She turned to me. “I’m just saying that I’ve got all the advice I can take. What I need is to talk to myself for a little while. Maybe it’s good you two are going to be unreachable this weekend. I’ll get the other voices out of my head and just … I don’t know. Find a solution.”

I took her hands in mine. “You know what the real problem is?”

“Enlighten me.”

“No matter what you decide, you won’t be with me next year.”

Her laugh sounded more like a cry. “I know. I have no idea how either of us will survive. Who will have Gumdrop Drops with me?”

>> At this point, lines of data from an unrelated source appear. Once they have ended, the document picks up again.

//! Tests for history navigation, forking and game outcomes.

use rewind_tictactoe::{
    Board, GameState, GameStatus, IgnoreReason, Move, PlayOutcome, Player, Position, Square,
};

fn play_all(state: &mut GameState, cells: &[usize]) {
    for &cell in cells {
        let outcome = state.play_index(cell);
        assert!(outcome.is_placed(), "cell {} was {}", cell, outcome);
    }
}

#[test]
fn test_marks_alternate_by_history_position() {
    let mut state = GameState::new();
    play_all(&mut state, &[4, 0, 8, 2, 6]);

    let expected = [Player::X, Player::O, Player::X, Player::O, Player::X];
    for (step, player) in (1..state.len()).zip(expected) {
        assert_eq!(state.move_at(step).unwrap().player(), player);
    }
}

#[test]
fn test_second_click_on_same_square_changes_nothing() {
    let mut state = GameState::new();
    assert!(state.play_index(3).is_placed());
    let after_first = state.clone();

    assert_eq!(
        state.play_index(3),
        PlayOutcome::Ignored(IgnoreReason::SquareOccupied(Position::MiddleLeft))
    );
    assert_eq!(state, after_first);
    assert_eq!(state.len(), 2);
}

#[test]
fn test_jump_then_play_uses_parity_of_step() {
    let mut state = GameState::new();
    // X:0, O:1, X:2, O:3
    play_all(&mut state, &[0, 1, 2, 3]);
    assert_eq!(state.move_at(3).unwrap().player(), Player::X);

    state.jump_to(2);
    assert_eq!(state.to_move(), Player::X);
    assert_eq!(
        state.play(Position::Center),
        PlayOutcome::Placed(Move::new(Player::X, Position::Center))
    );
    assert_eq!(state.current().get(Position::Center), Square::Occupied(Player::X));
}

#[test]
fn test_play_after_jump_discards_future() {
    let mut state = GameState::new();
    play_all(&mut state, &[0, 1, 2, 3]);
    assert_eq!(state.len(), 5);
    let kept: Vec<Board> = state.history()[..3].to_vec();

    state.jump_to(2);
    assert_eq!(state.len(), 5, "jumping alone keeps the future");
    play_all(&mut state, &[8]);

    assert_eq!(state.len(), 4);
    assert_eq!(state.cursor(), 3);
    assert!(state.is_at_tip());
    assert_eq!(&state.history()[..3], kept.as_slice());
    assert_eq!(
        state.move_at(3),
        Some(Move::new(Player::X, Position::BottomRight))
    );
    // The discarded move at cell 2 is gone.
    assert!(state.current().is_empty(Position::TopRight));
}

#[test]
fn test_ignored_play_in_the_past_keeps_future() {
    let mut state = GameState::new();
    play_all(&mut state, &[0, 1, 2]);
    state.jump_to(1);

    let outcome = state.play_index(0);
    assert_eq!(
        outcome,
        PlayOutcome::Ignored(IgnoreReason::SquareOccupied(Position::TopLeft))
    );
    assert_eq!(state.len(), 4);
    assert_eq!(state.cursor(), 1);
}

#[test]
fn test_full_playthrough_x_wins_top_row() {
    let mut state = GameState::new();
    play_all(&mut state, &[0, 4, 1, 5, 2]);

    match state.status() {
        GameStatus::Won { winner, line } => {
            assert_eq!(winner, Player::X);
            assert_eq!(line.indices(), [0, 1, 2]);
        }
        other => panic!("expected a win, got {:?}", other),
    }
    assert_eq!(state.winning_line().unwrap().indices(), [0, 1, 2]);
    assert_eq!(state.status().to_string(), "Winner: X");
}

#[test]
fn test_won_board_is_frozen() {
    let mut state = GameState::new();
    play_all(&mut state, &[0, 4, 1, 5, 2]);
    let won = state.clone();

    assert_eq!(
        state.play_index(8),
        PlayOutcome::Ignored(IgnoreReason::AlreadyWon(Player::X))
    );
    assert_eq!(state, won);
}

#[test]
fn test_browsing_a_won_game() {
    let mut state = GameState::new();
    play_all(&mut state, &[0, 4, 1, 5, 2]);

    state.jump_to(4);
    assert_eq!(state.status(), GameStatus::InProgress { next: Player::X });
    assert!(state.winning_line().is_none());

    state.jump_to(5);
    assert!(state.status().is_over());
}

#[test]
fn test_draw_then_extra_play_ignored() {
    let mut state = GameState::new();
    // X O X / X O O / O X X is reached by this order
    play_all(&mut state, &[0, 1, 2, 4, 3, 5, 7, 6, 8]);

    assert_eq!(state.status(), GameStatus::Draw);
    assert_eq!(state.status().to_string(), "No more moves left");
    assert_eq!(state.len(), 10);

    for cell in 0..9 {
        assert!(!state.play_index(cell).is_placed());
    }
    assert_eq!(state.len(), 10);
}

#[test]
fn test_replay_matches_fresh_game() {
    let mut state = GameState::new();
    play_all(&mut state, &[0, 4, 1, 5, 2]);
    state.jump_to(2);

    state.replay();

    assert_eq!(state, GameState::new());
    assert_eq!(state.len(), 1);
    assert_eq!(state.cursor(), 0);
    assert_eq!(state.current(), &Board::new());
}

#[test]
fn test_state_serializes() {
    let mut state = GameState::new();
    play_all(&mut state, &[4]);

    let json = serde_json::to_string(&state).unwrap();
    let back: GameState = serde_json::from_str(&json).unwrap();
    assert_eq!(back, state);
}

#[test]
fn test_deserialize_rejects_empty_history() {
    let err = serde_json::from_str::<GameState>(r#"{"history":[],"cursor":0}"#).unwrap_err();
    assert!(err.to_string().contains("at least the starting board"));
}

#[test]
fn test_deserialize_rejects_cursor_past_history() {
    let mut state = GameState::new();
    play_all(&mut state, &[4]);
    let mut json: serde_json::Value = serde_json::to_value(&state).unwrap();
    json["cursor"] = serde_json::json!(7);

    let err = serde_json::from_value::<GameState>(json).unwrap_err();
    assert!(err.to_string().contains("cursor 7 out of range"));
}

“Who will trash our suite with feathers and raw hamburger?” I asked.

“Who will pound on the wall when my boyfriend and I get rowdy?”

“Who will despair of me ever finding a boyfriend?”

Lydia bit her lip in contrition. “That actually reminds me. You had a phone call while you were out.”

“Jamie?” I exclaimed in hope.

“No,” said Lydia. “Brandon.”

Brandon and I met at our favorite coffee shop. He was waiting for me with my usual order, iced mocha with whipped cream and shaved cocoa toppings.

“You remembered,” I said when he handed it to me.

“Of course.” He smiled, and his melted-chocolate eyes went right through me, as always. “Want to sit down, or walk?”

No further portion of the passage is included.